Kids Say the Darndest Fucking Things
2004-01-23 - 2:30 p.m.
Once upon a time, I was a hopeless romantic. I knew that there was a special someone out there waiting for me, someone who would feet me off my sweep and whisk me away to a magical kingdom of fabulous dinner parties and 2.5 kids.
Then I turned 17.
Unfortunately, that voice hasn't totally died, as many times as I may drive a steak knife into its neck. However, I have gotten over this perfect person idea, this other-half waiting for me. People are people, and we're a hell of a lot more complete on our own than we think. So, as much as I might want a wedding, I am not as sure about a marriage.

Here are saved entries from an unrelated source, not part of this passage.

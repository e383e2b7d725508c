use std::collections::BinaryHeap;

use hashbrown::HashMap;
use petgraph::graph::NodeIndex;
use petgraph::visit::EdgeRef;

use super::state::State;
use crate::Distance;
use crate::model::StreetGraph;

/// Dijkstra's algorithm over the street network
/// Returns a map of node indices to distances from `start` in meters
pub fn dijkstra_path_weights(
    graph: &StreetGraph,
    start: NodeIndex,
    target: Option<NodeIndex>,
    max_cost: Option<Distance>,
) -> HashMap<NodeIndex, Distance> {
    let mut distances: HashMap<NodeIndex, Distance> = HashMap::new();
    let mut heap = BinaryHeap::new();

    // Start node has distance 0
    heap.push(State {
        cost: 0.0,
        node: start,
    });
    distances.insert(start, 0.0);

    while let Some(State { cost, node }) = heap.pop() {
        // Check if we've reached the target
        if let Some(target_node) = target {
            if node == target_node {
                break;
            }
        }

        // Skip if we've found a better path
        if let Some(&best) = distances.get(&node) {
            if cost > best {
                continue;
            }
        }

        // Check max cost constraint
        if let Some(max) = max_cost {
            if cost > max {
                continue;
            }
        }

        // Examine neighbors
        for edge in graph.edges(node) {
            let next = edge.target();
            let next_cost = cost + edge.weight().length;

            // Add or update distance if better using Entry API
            match distances.entry(next) {
                hashbrown::hash_map::Entry::Vacant(entry) => {
                    entry.insert(next_cost);
                    heap.push(State {
                        cost: next_cost,
                        node: next,
                    });
                }
                hashbrown::hash_map::Entry::Occupied(mut entry) => {
                    if next_cost < *entry.get() {
                        *entry.get_mut() = next_cost;
                        heap.push(State {
                            cost: next_cost,
                            node: next,
                        });
                    }
                }
            }
        }
    }

    distances
}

I might change my mind if I meet someone worthy of sharing my life with, but I'm getting to the point where, if it doesn't happen, I'll deal.
Having kids, though, is a different story, and a much harder puzzle to solve.
Part of me wonders how I would feel about this if I were hetero. After all, I'd say that at least 30% of my friends have either been pregnant or had a lover/girlfriend who was pregnant. This, of course, isn't counting the people I've known who have become pregnant by choice. I wonder, if I had been a straight man, if I would have wanted to be the father of a child who came along unplanned. I am absolutely pro-choice, but I wonder if I would have wanted a woman to keep a baby, or would have been prepared if she decided that she was going to keep it. I like to think I'd be honest about my feelings while being respectful of her decision, but even more than that I like the fact that it's a choice I'll never have to make, and don't get me started on the decisions I'm glad I don't have to make because of my lack of a uterus.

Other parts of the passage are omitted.